> _Exercise details_: Copy out all the records exactly.

(Saved data entries)

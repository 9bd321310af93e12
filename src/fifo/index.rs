//! Key registry and per-key position index.
//!
//! [`KeyIndex`] is one ordered map doing two jobs. Its key set is the
//! registry of distinct keys currently present: the map key is the canonical
//! key object, stored once behind a [`ReferenceCounter`] that every entry
//! handle shares. Its values are the buckets: the FIFO list of queue
//! positions holding that key, front = earliest occurrence.
//!
//! Buckets are never empty. A key enters the map with its first recorded
//! position and leaves it exactly when its last position is taken, so "key
//! is registered" and "key has entries" can never disagree.

use std::collections::BTreeMap;
use std::collections::VecDeque;
use std::collections::btree_map;

use super::ReferenceCounter;
use super::queue::EntryIndex;

/// FIFO list of the queue positions holding one key.
pub(crate) type Bucket = VecDeque<EntryIndex>;

/// Ordered map from canonical key to its bucket of queue positions.
pub(crate) struct KeyIndex<K> {
    buckets: BTreeMap<ReferenceCounter<K>, Bucket>,
}

// Written out so cloning never requires `K: Clone`; the map keys are
// refcounted handles and the buckets hold plain indices.
impl<K> Clone for KeyIndex<K> {
    fn clone(&self) -> Self {
        Self {
            buckets: self.buckets.clone(),
        }
    }
}

impl<K> KeyIndex<K> {
    pub(crate) const fn new() -> Self {
        Self {
            buckets: BTreeMap::new(),
        }
    }

    /// Ascending iteration over the canonical keys.
    pub(crate) fn keys(&self) -> btree_map::Keys<'_, ReferenceCounter<K>, Bucket> {
        self.buckets.keys()
    }
}

impl<K: Ord> KeyIndex<K> {
    /// The bucket for `key`, if the key is present.
    pub(crate) fn bucket(&self, key: &K) -> Option<&Bucket> {
        self.buckets.get(key)
    }

    /// Number of entries holding `key`; 0 if the key is absent.
    pub(crate) fn count(&self, key: &K) -> usize {
        self.buckets.get(key).map_or(0, VecDeque::len)
    }

    /// The canonical handle for `key`, if the key is present.
    pub(crate) fn handle(&self, key: &K) -> Option<ReferenceCounter<K>> {
        self.buckets
            .get_key_value(key)
            .map(|(handle, _)| ReferenceCounter::clone(handle))
    }

    /// Appends `position` to `key`'s bucket, registering the key if new.
    ///
    /// All comparisons run before the map is modified, so an unwinding
    /// `Ord::cmp` leaves the index unchanged.
    pub(crate) fn record(&mut self, handle: ReferenceCounter<K>, position: EntryIndex) {
        self.buckets.entry(handle).or_default().push_back(position);
    }

    /// Takes the front position of `key`'s bucket, dropping the bucket (and
    /// deregistering the key) when that was the last position.
    ///
    /// Each map walk either only reads or commits its change atomically, so
    /// an unwinding `Ord::cmp` cannot leave an empty bucket behind.
    pub(crate) fn take_front(&mut self, key: &K) -> Option<EntryIndex> {
        let remaining = self.buckets.get(key).map(VecDeque::len)?;
        if remaining == 1 {
            self.buckets
                .remove(key)
                .and_then(|bucket| bucket.into_iter().next())
        } else {
            self.buckets.get_mut(key).and_then(VecDeque::pop_front)
        }
    }
}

> _Written reply_:
repository 9bd321310af93e12
filename src/fifo/index.rs
//! Key registry and per-key position index.
//!
//! [`KeyIndex`] is one ordered map doing two jobs. Its key set is the
//! registry of distinct keys currently present: the map key is the canonical
//! key object, stored once behind a [`ReferenceCounter`] that every entry
//! handle shares. Its values are the buckets: the FIFO list of queue
//! positions holding that key, front = earliest occurrence.
//!
//! Buckets are never empty. A key enters the map with its first recorded
//! position and leaves it exactly when its last position is taken, so "key
//! is registered" and "key has entries" can never disagree.

use std::collections::BTreeMap;
use std::collections::VecDeque;
use std::collections::btree_map;

use super::ReferenceCounter;
use super::queue::EntryIndex;

/// FIFO list of the queue positions holding one key.
pub(crate) type Bucket = VecDeque<EntryIndex>;

/// Ordered map from canonical key to its bucket of queue positions.
pub(crate) struct KeyIndex<K> {
    buckets: BTreeMap<ReferenceCounter<K>, Bucket>,
}

// Written out so cloning never requires `K: Clone`; the map keys are
// refcounted handles and the buckets hold plain indices.
impl<K> Clone for KeyIndex<K> {
    fn clone(&self) -> Self {
        Self {
            buckets: self.buckets.clone(),
        }
    }
}

impl<K> KeyIndex<K> {
    pub(crate) const fn new() -> Self {
        Self {
            buckets: BTreeMap::new(),
        }
    }

    /// Ascending iteration over the canonical keys.
    pub(crate) fn keys(&self) -> btree_map::Keys<'_, ReferenceCounter<K>, Bucket> {
        self.buckets.keys()
    }
}

impl<K: Ord> KeyIndex<K> {
    /// The bucket for `key`, if the key is present.
    pub(crate) fn bucket(&self, key: &K) -> Option<&Bucket> {
        self.buckets.get(key)
    }

    /// Number of entries holding `key`; 0 if the key is absent.
    pub(crate) fn count(&self, key: &K) -> usize {
        self.buckets.get(key).map_or(0, VecDeque::len)
    }

    /// The canonical handle for `key`, if the key is present.
    pub(crate) fn handle(&self, key: &K) -> Option<ReferenceCounter<K>> {
        self.buckets
            .get_key_value(key)
            .map(|(handle, _)| ReferenceCounter::clone(handle))
    }

    /// Appends `position` to `key`'s bucket, registering the key if new.
    ///
    /// All comparisons run before the map is modified, so an unwinding
    /// `Ord::cmp` leaves the index unchanged.
    pub(crate) fn record(&mut self, handle: ReferenceCounter<K>, position: EntryIndex) {
        self.buckets.entry(handle).or_default().push_back(position);
    }

    /// Takes the front position of `key`'s bucket, dropping the bucket (and
    /// deregistering the key) when that was the last position.
    ///
    /// Each map walk either only reads or commits its change atomically, so
    /// an unwinding `Ord::cmp` cannot leave an empty bucket behind.
    pub(crate) fn take_front(&mut self, key: &K) -> Option<EntryIndex> {
        let remaining = self.buckets.get(key).map(VecDeque::len)?;
        if remaining == 1 {
            self.buckets
                .remove(key)
                .and_then(|bucket| bucket.into_iter().next())
        } else {
            self.buckets.get_mut(key).and_then(VecDeque::pop_front)
        }
    }
}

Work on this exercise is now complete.